- _Exercise brief_: Return only that part of the material below which starts with the line containing "impl From<UseCaseError> for" and goes on through the line containing "#[async_trait::async_trait]", restated exactly.

- _Information given_:

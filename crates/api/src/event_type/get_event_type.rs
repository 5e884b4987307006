use actix_web::{HttpRequest, HttpResponse, web};
use slotbook_api_structs::{get_event_type, get_event_types};
use slotbook_domain::{EventType, ID};
use slotbook_infra::SlotbookContext;

use crate::{
    error::SlotbookError,
    shared::{
        auth::protect_host_route,
        usecase::{UseCase, execute},
    },
};

pub async fn get_event_type_controller(
    http_req: HttpRequest,
    path_params: web::Path<get_event_type::PathParams>,
    ctx: web::Data<SlotbookContext>,
) -> Result<HttpResponse, SlotbookError> {
    let host = protect_host_route(&http_req, &ctx).await?;

    let usecase = GetEventTypeUseCase {
        host_id: host.id,
        event_type_id: path_params.into_inner().event_type_id,
    };

    execute(usecase, &ctx)
        .await
        .map(|event_type| HttpResponse::Ok().json(get_event_type::APIResponse::new(event_type)))
        .map_err(SlotbookError::from)
}

pub async fn get_event_types_controller(
    http_req: HttpRequest,
    ctx: web::Data<SlotbookContext>,
) -> Result<HttpResponse, SlotbookError> {
    let host = protect_host_route(&http_req, &ctx).await?;

    let event_types = ctx
        .repos
        .event_types
        .find_by_host(&host.id)
        .await
        .map_err(|_| SlotbookError::InternalError)?;

    Ok(HttpResponse::Ok().json(get_event_types::APIResponse::new(event_types)))
}

#[derive(Debug)]
pub(crate) struct GetEventTypeUseCase {
    pub host_id: ID,
    pub event_type_id: ID,
}

#[derive(Debug)]
pub(crate) enum UseCaseError {
    EventTypeNotFound(ID),
    InternalError,
}

impl From<UseCaseError> for SlotbookError {
    fn from(e: UseCaseError) -> Self {
        match e {
            UseCaseError::EventTypeNotFound(id) => {
                Self::NotFound(format!("Event type {} was not found", id))
            }
            UseCaseError::InternalError => Self::InternalError,
        }
    }
}

#[async_trait::async_trait]
impl UseCase for GetEventTypeUseCase {
    type Response = EventType;

    type Error = UseCaseError;

    const NAME: &'static str = "GetEventType";

    async fn execute(&mut self, ctx: &SlotbookContext) -> Result<Self::Response, Self::Error> {
        ctx.repos
            .event_types
            .find(&self.event_type_id)
            .await
            .map_err(|_| UseCaseError::InternalError)?
            // Another host's event types are indistinguishable from absent ones
            .filter(|et| et.host_id == self.host_id)
            .ok_or_else(|| UseCaseError::EventTypeNotFound(self.event_type_id.clone()))
    }
}

#[cfg(test)]
mod test {
    use super::*;
    use crate::shared::fixtures;

    #[tokio::test]
    async fn owners_see_their_event_types_others_do_not() {
        let setup = fixtures::setup(chrono_tz::UTC).await;

        let mut owner = GetEventTypeUseCase {
            host_id: setup.host.id.clone(),
            event_type_id: setup.event_type.id.clone(),
        };
        assert_eq!(
            owner.execute(&setup.ctx).await.unwrap().slug,
            "intro-call"
        );

        let mut stranger = GetEventTypeUseCase {
            host_id: ID::default(),
            event_type_id: setup.event_type.id.clone(),
        };
        assert!(matches!(
            stranger.execute(&setup.ctx).await,
            Err(UseCaseError::EventTypeNotFound(_))
        ));
    }
}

- _Response below_:
impl From<UseCaseError> for SlotbookError {
    fn from(e: UseCaseError) -> Self {
        match e {
            UseCaseError::EventTypeNotFound(id) => {
                Self::NotFound(format!("Event type {} was not found", id))
            }
            UseCaseError::InternalError => Self::InternalError,
        }
    }
}

#[async_trait::async_trait]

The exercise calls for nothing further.